Pidió otro vaso de absenta. Pero ¿qué había esperado cuando decidió dejar su trabajo y regresar a la isla? ¿Proximidad y calidez humana? ¿Un clima que lo saludara a uno todos los días con los rayos del sol? ¿Poco trabajo y muchas horas de amor? Volvió a limpiarse la lluvia del pelo con rabia y se sacudió el agua de la ropa. Había soñado hacer excursiones con Karin, explicarle historias sobre la isla y sus gentes. Había imaginado que ella, como contrapartida, lo iniciaría en sus buenos hábitos alimenticios y sus ejercicios de relajación. De repente se dio cuenta de que era como un disco rayado.

Cuando Pep lo miró como si le preguntara si quería que volviera a llenarle el vaso, él levantó el pulgar.

A lo mejor también podría haber aprendido de Karin a leer novelas por la noche en la cama, en lugar de agotarse a base de cerveza, de absenta, para el caso.

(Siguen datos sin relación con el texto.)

//! Admin host routing
//!
//! Requests arriving on the dashboard host (e.g. `admin.example.org`) are
//! sent to the dashboard unless they already target it.

use axum::{
    extract::{Request, State},
    http::{
        header::{HOST, LOCATION},
        StatusCode,
    },
    middleware::Next,
    response::{IntoResponse, Response},
};
use tracing::debug;

use crate::{config::RoutingConfig, AppState};

/// Where a request on `host` for `path` should be redirected, if anywhere
pub fn admin_redirect_target<'a>(
    routing: &'a RoutingConfig,
    host: &str,
    path: &str,
) -> Option<&'a str> {
    let prefix = routing.admin_host_prefix.as_str();
    if prefix.is_empty() {
        return None;
    }

    let host = host.to_ascii_lowercase();
    // Match whole leading labels only, so "myadmin.example.org" stays public
    let on_admin_host = host.starts_with(prefix) || host.contains(&format!(".{}", prefix));
    if on_admin_host && !path.starts_with(routing.dashboard_path.as_str()) {
        Some(routing.dashboard_path.as_str())
    } else {
        None
    }
}

/// Redirect non-dashboard paths on the admin host with a 302
pub async fn host_routing_middleware(
    State(state): State<AppState>,
    request: Request,
    next: Next,
) -> Response {
    let host = request
        .headers()
        .get(HOST)
        .and_then(|h| h.to_str().ok())
        .or_else(|| request.uri().host())
        .unwrap_or_default();

    if let Some(target) = admin_redirect_target(&state.config.routing, host, request.uri().path())
    {
        debug!(host = %host, path = %request.uri().path(), "Redirecting admin host to dashboard");
        return (StatusCode::FOUND, [(LOCATION, target.to_string())]).into_response();
    }

    next.run(request).await
}
//! Public venue reservations

use std::fmt;
use std::str::FromStr;

use chrono::{DateTime, TimeDelta, Utc};
use serde::{Deserialize, Deserializer, Serialize};
use uuid::Uuid;

use crate::utils::time::parse_datetime_input;

/// Reservation review status
#[derive(Debug, Clone, Copy, PartialEq, Eq, Serialize, Deserialize, Default)]
#[serde(rename_all = "lowercase")]
pub enum ReservationStatus {
    #[default]
    Pending,
    Approved,
    Rejected,
    Cancelled,
}

impl ReservationStatus {
    pub const ALL: [ReservationStatus; 4] = [
        ReservationStatus::Pending,
        ReservationStatus::Approved,
        ReservationStatus::Rejected,
        ReservationStatus::Cancelled,
    ];

    pub fn as_str(&self) -> &'static str {
        match self {
            ReservationStatus::Pending => "pending",
            ReservationStatus::Approved => "approved",
            ReservationStatus::Rejected => "rejected",
            ReservationStatus::Cancelled => "cancelled",
        }
    }
}

impl fmt::Display for ReservationStatus {
    fn fmt(&self, f: &mut fmt::Formatter<'_>) -> fmt::Result {
        f.write_str(self.as_str())
    }
}

impl FromStr for ReservationStatus {
    type Err = String;

    fn from_str(s: &str) -> Result<Self, Self::Err> {
        ReservationStatus::ALL
            .into_iter()
            .find(|status| status.as_str() == s)
            .ok_or_else(|| format!("Invalid reservation status: {}", s))
    }
}

/// A booking request for venue space
#[derive(Debug, Clone, Serialize, Deserialize)]
pub struct Reservation {
    pub id: Uuid,
    pub organization: String,
    pub event_type: String,
    pub venue_id: Option<Uuid>,
    pub start_datetime: DateTime<Utc>,
    pub duration_hours: f64,
    pub area: String,
    pub min_people: i64,
    pub max_people: i64,
    pub special_requests: String,
    pub status: ReservationStatus,
    pub created_at: DateTime<Utc>,
    pub updated_at: DateTime<Utc>,
}

impl Reservation {
    /// Derived end time; never stored. `None` when out of calendar range.
    pub fn end_datetime(&self) -> Option<DateTime<Utc>> {
        end_of(self.start_datetime, self.duration_hours)
    }

    pub fn is_public(&self, now: DateTime<Utc>) -> bool {
        self.status == ReservationStatus::Approved && self.start_datetime >= now
    }
}

/// Longest bookable span: one leap year
pub const MAX_DURATION_HOURS: f64 = 24.0 * 366.0;

fn end_of(start: DateTime<Utc>, duration_hours: f64) -> Option<DateTime<Utc>> {
    if !duration_hours.is_finite() || duration_hours.abs() > MAX_DURATION_HOURS {
        return None;
    }
    let span = TimeDelta::try_milliseconds((duration_hours * 3_600_000.0).round() as i64)?;
    start.checked_add_signed(span)
}

/// Reservation as sent to clients, including the derived end time
#[derive(Debug, Clone, Serialize, Deserialize)]
pub struct ReservationView {
    #[serde(flatten)]
    pub reservation: Reservation,
    pub end_datetime: Option<DateTime<Utc>>,
    pub venue_name: Option<String>,
}

impl ReservationView {
    pub fn new(reservation: Reservation, venue_name: Option<String>) -> Self {
        Self {
            end_datetime: reservation.end_datetime(),
            reservation,
            venue_name,
        }
    }
}

/// Raw public request form; every field arrives as free text
#[derive(Debug, Clone, Default, Deserialize)]
pub struct ReservationForm {
    #[serde(default, deserialize_with = "free_text")]
    pub organization: Option<String>,
    #[serde(default, deserialize_with = "free_text")]
    pub event_type: Option<String>,
    #[serde(default, deserialize_with = "free_text")]
    pub venue_id: Option<String>,
    #[serde(default, deserialize_with = "free_text")]
    pub start_datetime: Option<String>,
    #[serde(default, deserialize_with = "free_text")]
    pub duration_hours: Option<String>,
    #[serde(default, deserialize_with = "free_text")]
    pub area: Option<String>,
    #[serde(default, deserialize_with = "free_text")]
    pub min_people: Option<String>,
    #[serde(default, deserialize_with = "free_text")]
    pub max_people: Option<String>,
    #[serde(default, deserialize_with = "free_text")]
    pub special_requests: Option<String>,
}

/// Validated reservation ready to insert
#[derive(Debug, Clone, PartialEq)]
pub struct NewReservation {
    pub organization: String,
    pub event_type: String,
    pub venue_id: Option<Uuid>,
    pub start_datetime: DateTime<Utc>,
    pub duration_hours: f64,
    pub area: String,
    pub min_people: i64,
    pub max_people: i64,
    pub special_requests: String,
}

impl NewReservation {
    pub fn end_datetime(&self) -> Option<DateTime<Utc>> {
        end_of(self.start_datetime, self.duration_hours)
    }
}

impl ReservationForm {
    /// Parse and validate the form; errors are user-facing messages
    pub fn parse(&self) -> Result<NewReservation, String> {
        let organization = required(&self.organization, "organization")?;
        let event_type = required(&self.event_type, "event_type")?;

        let start_raw = required(&self.start_datetime, "start_datetime")?;
        let start_datetime = parse_datetime_input(&start_raw)
            .ok_or_else(|| format!("Invalid start date/time: {}", start_raw))?;

        let duration_raw = required(&self.duration_hours, "duration_hours")?;
        let duration_hours: f64 = duration_raw
            .parse()
            .map_err(|_| format!("Invalid duration: {}", duration_raw))?;
        if !duration_hours.is_finite() || duration_hours <= 0.0 {
            return Err("Duration must be a positive number of hours".to_string());
        }
        if duration_hours > MAX_DURATION_HOURS {
            return Err(format!(
                "Duration cannot exceed {} hours",
                MAX_DURATION_HOURS
            ));
        }
        if end_of(start_datetime, duration_hours).is_none() {
            return Err(format!("Invalid duration: {}", duration_raw));
        }

        let min_people = parse_headcount(&self.min_people, "min_people")?;
        let max_people = parse_headcount(&self.max_people, "max_people")?;
        if min_people > max_people {
            return Err("Minimum people cannot exceed maximum people".to_string());
        }

        let venue_id = match trimmed(&self.venue_id) {
            Some(raw) => Some(
                Uuid::parse_str(&raw).map_err(|_| format!("Invalid venue id: {}", raw))?,
            ),
            None => None,
        };

        Ok(NewReservation {
            organization,
            event_type,
            venue_id,
            start_datetime,
            duration_hours,
            area: trimmed(&self.area).unwrap_or_default(),
            min_people,
            max_people,
            special_requests: trimmed(&self.special_requests).unwrap_or_default(),
        })
    }
}

fn trimmed(value: &Option<String>) -> Option<String> {
    value
        .as_deref()
        .map(str::trim)
        .filter(|v| !v.is_empty())
        .map(str::to_string)
}

fn required(value: &Option<String>, field: &str) -> Result<String, String> {
    trimmed(value).ok_or_else(|| format!("Missing required field: {}", field))
}

fn parse_headcount(value: &Option<String>, field: &str) -> Result<i64, String> {
    let raw = required(value, field)?;
    let count: i64 = raw
        .parse()
        .map_err(|_| format!("Invalid number for {}: {}", field, raw))?;
    if count < 0 {
        return Err(format!("{} cannot be negative", field));
    }
    Ok(count)
}

/// Accept strings, numbers or null for a free-text field
fn free_text<'de, D>(deserializer: D) -> Result<Option<String>, D::Error>
where
    D: Deserializer<'de>,
{
    let value = Option::<serde_json::Value>::deserialize(deserializer)?;
    Ok(match value {
        None | Some(serde_json::Value::Null) => None,
        Some(serde_json::Value::String(s)) => Some(s),
        Some(other) => Some(other.to_string()),
    })
}

/// Staff status change payload
#[derive(Debug, Clone, Deserialize)]
pub struct ReservationStatusUpdate {
    #[serde(default)]
    pub reservation_id: Option<String>,
    #[serde(default)]
    pub status: Option<String>,
}

/// Dashboard row
#[derive(Debug, Clone, Serialize, Deserialize)]
pub struct ReservationSummary {
    pub id: Uuid,
    pub organization: String,
    pub event_type: String,
    /// Venue name, or `"N/A"` when unassigned
    pub venue: String,
    pub start_datetime: DateTime<Utc>,
    pub end_datetime: Option<DateTime<Utc>>,
    pub duration_hours: f64,
    pub min_people: i64,
    pub max_people: i64,
    pub status: ReservationStatus,
    pub created_at: DateTime<Utc>,
}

¡A la mierda! A ella ya la había perdido, pero allí también estaba su familia. No la familia en la que él era el padre, sino en la que era el hijo. ¿Representaba para él la calidez humana la familia de su padre, que le llamaba El Alemán? Desde su regreso, había visitado a casi todos sus tíos y tías, bisabuela, sobrinos y primos, pero no por eso los sentía más cercanos. ¿Era cosa de él? Sabía que no les gustaban los policías. Algunos de ellos habían perdido incluso a sus maridos y padres en la resistencia contra los fascistas. Franco había tomado medidas cruentas y había ocupado la isla mediante su Guardia Civil. Ese cuerpo paramilitar con amplias competencias policiales estaba en la actualidad bajo las órdenes del rey. Una policía militar en la que no se necesitaban estudios, sólo convicciones. ¡Directamente de la guardería a la Guardia Civil! Sobre sus cuarteles seguía leyéndose en grandes letras el «Todo por la Patria», pero la patria no era esa isla de legado moro y costumbres paganas, la isla gobernada por la diosa Tanit, el único lugar del Mediterráneo en el que nunca habían vivido animales venenosos. La patria era la Castilla católica apostólica. Sin embargo, los castellanos no hablaban catalán, como los ibicencos. Hablaban el español de los soberanos, el mismo que conocían los turistas y que se hablaba también en Sudamérica. El español de los policías, entre quienes también él se contaba. Tenía que admitir que ninguno de sus familiares había hecho comentario alguno en su presencia, ni siquiera su tío abuelo El Bruto, el aguador, al que más de una vez habían pegado una paliza en los sótanos de la Guardia Civil. No, nadie. No eran como su madre alemana, que lo había reprendido a voz en grito cuando, terminada su formación en el ejército alemán, le había anunciado que pensaba ingresar en la Brigada de Investigación Criminal. Todavía alguna vez, cuando iba a visitarla a su pequeño hostal de Santa Inés, su madre le preguntaba si ya había descubierto por qué había acabado castigándose con una profesión tan espantosa. Vació otro vaso de absenta, siempre sentía un profundo malestar cuando se acercaba a ese punto: ¿por qué hacía lo que hacía? También Karin se metía con él por ser policía, siempre le decía que no estaba del todo bien de la cabeza. Aunque él, en realidad, no sabía qué quería decir. ¿También eso tendría que descubrirlo? ¿Cómo se descubre qué es lo que le pasa a la cabeza de uno? ¿Y por qué?